● What you will do
Each entry needs to be given again, character for character.

● Information given
:::
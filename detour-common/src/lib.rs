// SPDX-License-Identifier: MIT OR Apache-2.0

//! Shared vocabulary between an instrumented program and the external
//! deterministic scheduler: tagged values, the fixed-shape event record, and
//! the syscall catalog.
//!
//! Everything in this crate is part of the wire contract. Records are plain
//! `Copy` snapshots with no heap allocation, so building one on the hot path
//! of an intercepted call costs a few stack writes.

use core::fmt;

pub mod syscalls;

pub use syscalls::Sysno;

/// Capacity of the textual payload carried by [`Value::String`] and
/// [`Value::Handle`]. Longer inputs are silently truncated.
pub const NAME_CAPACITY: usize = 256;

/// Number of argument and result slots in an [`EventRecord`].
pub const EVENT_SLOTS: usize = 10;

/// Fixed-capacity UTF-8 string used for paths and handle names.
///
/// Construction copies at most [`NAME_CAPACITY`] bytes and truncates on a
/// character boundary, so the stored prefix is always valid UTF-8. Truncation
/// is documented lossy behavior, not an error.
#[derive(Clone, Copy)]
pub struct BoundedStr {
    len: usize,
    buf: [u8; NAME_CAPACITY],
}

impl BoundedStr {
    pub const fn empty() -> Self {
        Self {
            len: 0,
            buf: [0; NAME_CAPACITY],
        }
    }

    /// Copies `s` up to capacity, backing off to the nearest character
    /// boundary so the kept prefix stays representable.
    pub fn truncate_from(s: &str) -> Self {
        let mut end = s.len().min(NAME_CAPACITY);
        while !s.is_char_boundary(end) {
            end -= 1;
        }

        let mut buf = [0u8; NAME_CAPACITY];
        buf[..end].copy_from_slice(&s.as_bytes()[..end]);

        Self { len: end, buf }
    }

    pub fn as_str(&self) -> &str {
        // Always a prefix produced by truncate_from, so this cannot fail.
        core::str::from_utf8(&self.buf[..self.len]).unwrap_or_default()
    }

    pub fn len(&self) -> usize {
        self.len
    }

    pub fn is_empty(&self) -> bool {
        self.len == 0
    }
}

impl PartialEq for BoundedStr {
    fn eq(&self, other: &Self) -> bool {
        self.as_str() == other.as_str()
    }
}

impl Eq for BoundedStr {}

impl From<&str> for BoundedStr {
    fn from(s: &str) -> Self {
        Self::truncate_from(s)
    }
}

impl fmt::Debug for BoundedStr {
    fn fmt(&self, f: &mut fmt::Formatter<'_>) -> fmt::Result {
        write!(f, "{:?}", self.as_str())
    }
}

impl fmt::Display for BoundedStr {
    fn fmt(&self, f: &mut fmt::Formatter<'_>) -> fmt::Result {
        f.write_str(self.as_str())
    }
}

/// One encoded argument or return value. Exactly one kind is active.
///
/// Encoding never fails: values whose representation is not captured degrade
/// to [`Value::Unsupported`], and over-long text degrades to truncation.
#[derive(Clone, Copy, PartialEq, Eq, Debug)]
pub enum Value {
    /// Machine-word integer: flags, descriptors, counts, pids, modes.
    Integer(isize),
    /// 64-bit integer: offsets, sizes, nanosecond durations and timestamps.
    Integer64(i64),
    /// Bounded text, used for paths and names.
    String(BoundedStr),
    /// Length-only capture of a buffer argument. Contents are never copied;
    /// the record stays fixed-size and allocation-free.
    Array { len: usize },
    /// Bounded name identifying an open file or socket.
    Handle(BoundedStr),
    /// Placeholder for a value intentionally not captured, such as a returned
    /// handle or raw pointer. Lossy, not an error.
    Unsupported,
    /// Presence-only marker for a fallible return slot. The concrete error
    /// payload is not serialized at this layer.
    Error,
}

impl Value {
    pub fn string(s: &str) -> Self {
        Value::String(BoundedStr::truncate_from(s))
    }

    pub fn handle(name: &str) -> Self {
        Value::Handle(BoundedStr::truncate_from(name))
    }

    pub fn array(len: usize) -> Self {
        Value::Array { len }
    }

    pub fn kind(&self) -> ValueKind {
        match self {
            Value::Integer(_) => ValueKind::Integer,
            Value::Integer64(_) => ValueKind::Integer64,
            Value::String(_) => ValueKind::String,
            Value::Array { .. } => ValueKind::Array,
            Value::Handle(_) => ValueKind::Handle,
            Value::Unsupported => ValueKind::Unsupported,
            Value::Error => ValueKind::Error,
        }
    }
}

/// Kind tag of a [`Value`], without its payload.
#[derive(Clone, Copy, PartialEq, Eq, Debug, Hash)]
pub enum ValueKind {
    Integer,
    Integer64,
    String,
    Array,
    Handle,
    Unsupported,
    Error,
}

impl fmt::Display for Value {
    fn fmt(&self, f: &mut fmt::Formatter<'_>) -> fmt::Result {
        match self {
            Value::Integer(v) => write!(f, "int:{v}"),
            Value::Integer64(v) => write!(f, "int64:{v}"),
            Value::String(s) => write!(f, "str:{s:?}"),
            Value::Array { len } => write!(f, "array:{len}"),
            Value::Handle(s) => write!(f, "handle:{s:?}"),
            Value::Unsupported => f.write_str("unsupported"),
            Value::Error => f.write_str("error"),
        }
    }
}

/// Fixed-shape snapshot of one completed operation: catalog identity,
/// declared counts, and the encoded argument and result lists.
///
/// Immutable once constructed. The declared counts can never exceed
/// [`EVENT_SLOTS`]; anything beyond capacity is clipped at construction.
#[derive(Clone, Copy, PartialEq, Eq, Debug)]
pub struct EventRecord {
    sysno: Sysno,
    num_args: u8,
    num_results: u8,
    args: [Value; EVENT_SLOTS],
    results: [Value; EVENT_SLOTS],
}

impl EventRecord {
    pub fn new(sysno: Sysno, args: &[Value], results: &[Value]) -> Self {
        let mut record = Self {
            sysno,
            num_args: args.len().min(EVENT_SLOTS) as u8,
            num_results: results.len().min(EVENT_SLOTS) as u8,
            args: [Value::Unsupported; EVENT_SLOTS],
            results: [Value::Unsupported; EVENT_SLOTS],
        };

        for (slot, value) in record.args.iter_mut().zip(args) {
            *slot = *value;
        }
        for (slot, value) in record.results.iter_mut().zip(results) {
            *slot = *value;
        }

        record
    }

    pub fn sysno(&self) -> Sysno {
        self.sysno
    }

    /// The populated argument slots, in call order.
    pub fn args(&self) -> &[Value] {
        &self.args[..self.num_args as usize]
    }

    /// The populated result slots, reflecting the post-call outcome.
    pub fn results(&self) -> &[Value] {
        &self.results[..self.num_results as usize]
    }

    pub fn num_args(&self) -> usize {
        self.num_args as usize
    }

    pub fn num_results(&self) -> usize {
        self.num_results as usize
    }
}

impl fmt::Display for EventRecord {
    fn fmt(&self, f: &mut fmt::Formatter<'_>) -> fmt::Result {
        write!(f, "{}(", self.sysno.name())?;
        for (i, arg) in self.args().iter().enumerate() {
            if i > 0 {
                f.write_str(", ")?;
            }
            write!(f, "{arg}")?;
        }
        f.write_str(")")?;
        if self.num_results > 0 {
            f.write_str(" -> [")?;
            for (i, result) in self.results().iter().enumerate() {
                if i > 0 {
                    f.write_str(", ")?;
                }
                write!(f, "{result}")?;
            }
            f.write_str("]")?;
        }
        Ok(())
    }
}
:::
● Response
filename detour-common/src/lib.rs
// SPDX-License-Identifier: MIT OR Apache-2.0

//! Shared vocabulary between an instrumented program and the external
//! deterministic scheduler: tagged values, the fixed-shape event record, and
//! the syscall catalog.
//!
//! Everything in this crate is part of the wire contract. Records are plain
//! `Copy` snapshots with no heap allocation, so building one on the hot path
//! of an intercepted call costs a few stack writes.

use core::fmt;

pub mod syscalls;

pub use syscalls::Sysno;

/// Capacity of the textual payload carried by [`Value::String`] and
/// [`Value::Handle`]. Longer inputs are silently truncated.
pub const NAME_CAPACITY: usize = 256;

/// Number of argument and result slots in an [`EventRecord`].
pub const EVENT_SLOTS: usize = 10;

/// Fixed-capacity UTF-8 string used for paths and handle names.
///
/// Construction copies at most [`NAME_CAPACITY`] bytes and truncates on a
/// character boundary, so the stored prefix is always valid UTF-8. Truncation
/// is documented lossy behavior, not an error.
#[derive(Clone, Copy)]
pub struct BoundedStr {
    len: usize,
    buf: [u8; NAME_CAPACITY],
}

impl BoundedStr {
    pub const fn empty() -> Self {
        Self {
            len: 0,
            buf: [0; NAME_CAPACITY],
        }
    }

    /// Copies `s` up to capacity, backing off to the nearest character
    /// boundary so the kept prefix stays representable.
    pub fn truncate_from(s: &str) -> Self {
        let mut end = s.len().min(NAME_CAPACITY);
        while !s.is_char_boundary(end) {
            end -= 1;
        }

        let mut buf = [0u8; NAME_CAPACITY];
        buf[..end].copy_from_slice(&s.as_bytes()[..end]);

        Self { len: end, buf }
    }

    pub fn as_str(&self) -> &str {
        // Always a prefix produced by truncate_from, so this cannot fail.
        core::str::from_utf8(&self.buf[..self.len]).unwrap_or_default()
    }

    pub fn len(&self) -> usize {
        self.len
    }

    pub fn is_empty(&self) -> bool {
        self.len == 0
    }
}

impl PartialEq for BoundedStr {
    fn eq(&self, other: &Self) -> bool {
        self.as_str() == other.as_str()
    }
}

impl Eq for BoundedStr {}

impl From<&str> for BoundedStr {
    fn from(s: &str) -> Self {
        Self::truncate_from(s)
    }
}

impl fmt::Debug for BoundedStr {
    fn fmt(&self, f: &mut fmt::Formatter<'_>) -> fmt::Result {
        write!(f, "{:?}", self.as_str())
    }
}

impl fmt::Display for BoundedStr {
    fn fmt(&self, f: &mut fmt::Formatter<'_>) -> fmt::Result {
        f.write_str(self.as_str())
    }
}

/// One encoded argument or return value. Exactly one kind is active.
///
/// Encoding never fails: values whose representation is not captured degrade
/// to [`Value::Unsupported`], and over-long text degrades to truncation.
#[derive(Clone, Copy, PartialEq, Eq, Debug)]
pub enum Value {
    /// Machine-word integer: flags, descriptors, counts, pids, modes.
    Integer(isize),
    /// 64-bit integer: offsets, sizes, nanosecond durations and timestamps.
    Integer64(i64),
    /// Bounded text, used for paths and names.
    String(BoundedStr),
    /// Length-only capture of a buffer argument. Contents are never copied;
    /// the record stays fixed-size and allocation-free.
    Array { len: usize },
    /// Bounded name identifying an open file or socket.
    Handle(BoundedStr),
    /// Placeholder for a value intentionally not captured, such as a returned
    /// handle or raw pointer. Lossy, not an error.
    Unsupported,
    /// Presence-only marker for a fallible return slot. The concrete error
    /// payload is not serialized at this layer.
    Error,
}

impl Value {
    pub fn string(s: &str) -> Self {
        Value::String(BoundedStr::truncate_from(s))
    }

    pub fn handle(name: &str) -> Self {
        Value::Handle(BoundedStr::truncate_from(name))
    }

    pub fn array(len: usize) -> Self {
        Value::Array { len }
    }

    pub fn kind(&self) -> ValueKind {
        match self {
            Value::Integer(_) => ValueKind::Integer,
            Value::Integer64(_) => ValueKind::Integer64,
            Value::String(_) => ValueKind::String,
            Value::Array { .. } => ValueKind::Array,
            Value::Handle(_) => ValueKind::Handle,
            Value::Unsupported => ValueKind::Unsupported,
            Value::Error => ValueKind::Error,
        }
    }
}

/// Kind tag of a [`Value`], without its payload.
#[derive(Clone, Copy, PartialEq, Eq, Debug, Hash)]
pub enum ValueKind {
    Integer,
    Integer64,
    String,
    Array,
    Handle,
    Unsupported,
    Error,
}

impl fmt::Display for Value {
    fn fmt(&self, f: &mut fmt::Formatter<'_>) -> fmt::Result {
        match self {
            Value::Integer(v) => write!(f, "int:{v}"),
            Value::Integer64(v) => write!(f, "int64:{v}"),
            Value::String(s) => write!(f, "str:{s:?}"),
            Value::Array { len } => write!(f, "array:{len}"),
            Value::Handle(s) => write!(f, "handle:{s:?}"),
            Value::Unsupported => f.write_str("unsupported"),
            Value::Error => f.write_str("error"),
        }
    }
}

/// Fixed-shape snapshot of one completed operation: catalog identity,
/// declared counts, and the encoded argument and result lists.
///
/// Immutable once constructed. The declared counts can never exceed
/// [`EVENT_SLOTS`]; anything beyond capacity is clipped at construction.
#[derive(Clone, Copy, PartialEq, Eq, Debug)]
pub struct EventRecord {
    sysno: Sysno,
    num_args: u8,
    num_results: u8,
    args: [Value; EVENT_SLOTS],
    results: [Value; EVENT_SLOTS],
}

impl EventRecord {
    pub fn new(sysno: Sysno, args: &[Value], results: &[Value]) -> Self {
        let mut record = Self {
            sysno,
            num_args: args.len().min(EVENT_SLOTS) as u8,
            num_results: results.len().min(EVENT_SLOTS) as u8,
            args: [Value::Unsupported; EVENT_SLOTS],
            results: [Value::Unsupported; EVENT_SLOTS],
        };

        for (slot, value) in record.args.iter_mut().zip(args) {
            *slot = *value;
        }
        for (slot, value) in record.results.iter_mut().zip(results) {
            *slot = *value;
        }

        record
    }

    pub fn sysno(&self) -> Sysno {
        self.sysno
    }

    /// The populated argument slots, in call order.
    pub fn args(&self) -> &[Value] {
        &self.args[..self.num_args as usize]
    }

    /// The populated result slots, reflecting the post-call outcome.
    pub fn results(&self) -> &[Value] {
        &self.results[..self.num_results as usize]
    }

    pub fn num_args(&self) -> usize {
        self.num_args as usize
    }

    pub fn num_results(&self) -> usize {
        self.num_results as usize
    }
}

impl fmt::Display for EventRecord {
    fn fmt(&self, f: &mut fmt::Formatter<'_>) -> fmt::Result {
        write!(f, "{}(", self.sysno.name())?;
        for (i, arg) in self.args().iter().enumerate() {
            if i > 0 {
                f.write_str(", ")?;
            }
            write!(f, "{arg}")?;
        }
        f.write_str(")")?;
        if self.num_results > 0 {
            f.write_str(" -> [")?;
            for (i, result) in self.results().iter().enumerate() {
                if i > 0 {
                    f.write_str(", ")?;
                }
                write!(f, "{result}")?;
            }
            f.write_str("]")?;
        }
        Ok(())
    }
}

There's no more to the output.